If You Care About the Economy, You Should Also Care About Pollution

By: Sophie Weinberg, Intern
Money is the driving force behind many industries in the United States, and those that pollute are no exception. It is a common perception that those industries, such as coal mining, are vital to the economy, when in reality pollution that results from those industries is detrimental to economic success. Particularly, the burden of disease that comes from pollution has an immense price tag. Despite the real reason, the costs of these diseases are not typically attributed to pollution and are instead lumped in with general health expenditures. Beyond the direct costs of caring for patients who are battling life-threatening pollution-related diseases, there are also the indirect costs of decreased productivity associated with those employees missing work which then lowers the GDP of a country. This loss of GDP is estimated at $53 billion in higher income countries. That is an incredible sum of money that could be used in a wide variety of programs to build up vulnerable communities. Currently, due to the COVID-19 pandemic, the EPA has decided to not enforce environmental regulations in order to give polluting industries an economic break. This decision will not only add more pollution to the air, but more people will suffer the effects of coronavirus as it is a respiratory illness. The economy will ultimately become more damaged as all industry remains closed to respond to the large amount of sick people.

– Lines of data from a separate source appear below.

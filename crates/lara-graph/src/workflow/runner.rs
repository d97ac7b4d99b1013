//! Sequential graph runner with checkpointing
//!
//! Executes one node at a time from the entry point until END:
//!
//! 1. Loop guard: a loop-limited node that used up its visits is replaced by
//!    its fallback (best effort) or aborts the run (fail)
//! 2. Backstop: total node executions are bounded by `max_steps`
//! 3. The bound step runs against the current state; its update is merged
//! 4. The outgoing edge is resolved against the merged state
//! 5. A checkpoint records the state and the next node
//!
//! A failing step aborts the run. The last checkpoint still points at the
//! failed node, so [`GraphRunner::resume`] can retry from there.

use std::collections::HashMap;
use std::sync::Arc;

use tracing::{debug, info, warn};
use uuid::Uuid;

use crate::checkpoint::{Checkpoint, Checkpointer, META_LOOP_LIMITED};
use crate::config::{LoopLimitPolicy, RunnerConfig};
use crate::error::GraphError;
use crate::state::WorkflowState;
use crate::workflow::graph::{BuiltWorkflowGraph, Target};
use crate::workflow::node::NodeId;

/// Outcome of a completed run
#[derive(Debug, Clone)]
pub struct RunResult<S> {
    /// Thread the run was keyed by, echoed unchanged
    pub thread_id: String,
    /// Final merged state
    pub state: S,
    /// Node executions performed
    pub steps: usize,
    /// Completed executions per node
    pub visits: HashMap<String, usize>,
    /// True when the loop guard cut a loop short
    pub loop_limited: bool,
}

impl<S> RunResult<S> {
    /// Completed executions of one node
    pub fn visits_of(&self, node: &str) -> usize {
        self.visits.get(node).copied().unwrap_or(0)
    }
}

Beyond the cost of disease, governments also must contribute large sums of money to mitigate environmental threats that could have been prevented originally. The Michigan government, for example, settled on setting aside $97 million in order to replace corroding lead pipes in Flint, when the decision to switch water sources in the first place would only save the city about $5 million. That estimate does not include the nearly $400 million lost to the city in social costs, since so many children will suffer for the rest of their lives due to lead exposure.
Despite public belief about rolling back environmental protections in order to boost the economy, the enormous economic benefits of environmental regulations and sustainable technology are rarely discussed. Renewable energy, for example, creates jobs and also utilizes resources already found in the United States. This boosts the economy by bringing in revenue rather than relying on fuel imports. Regardless of these positives, society is not willing to uproot their livelihood to make changes, even if those changes are for the good of everyone involved. Overall, the price of sustainability may seem high at first glance but will always be worth it in the end when the environment is protected, human health is promoted, and the economy is thriving.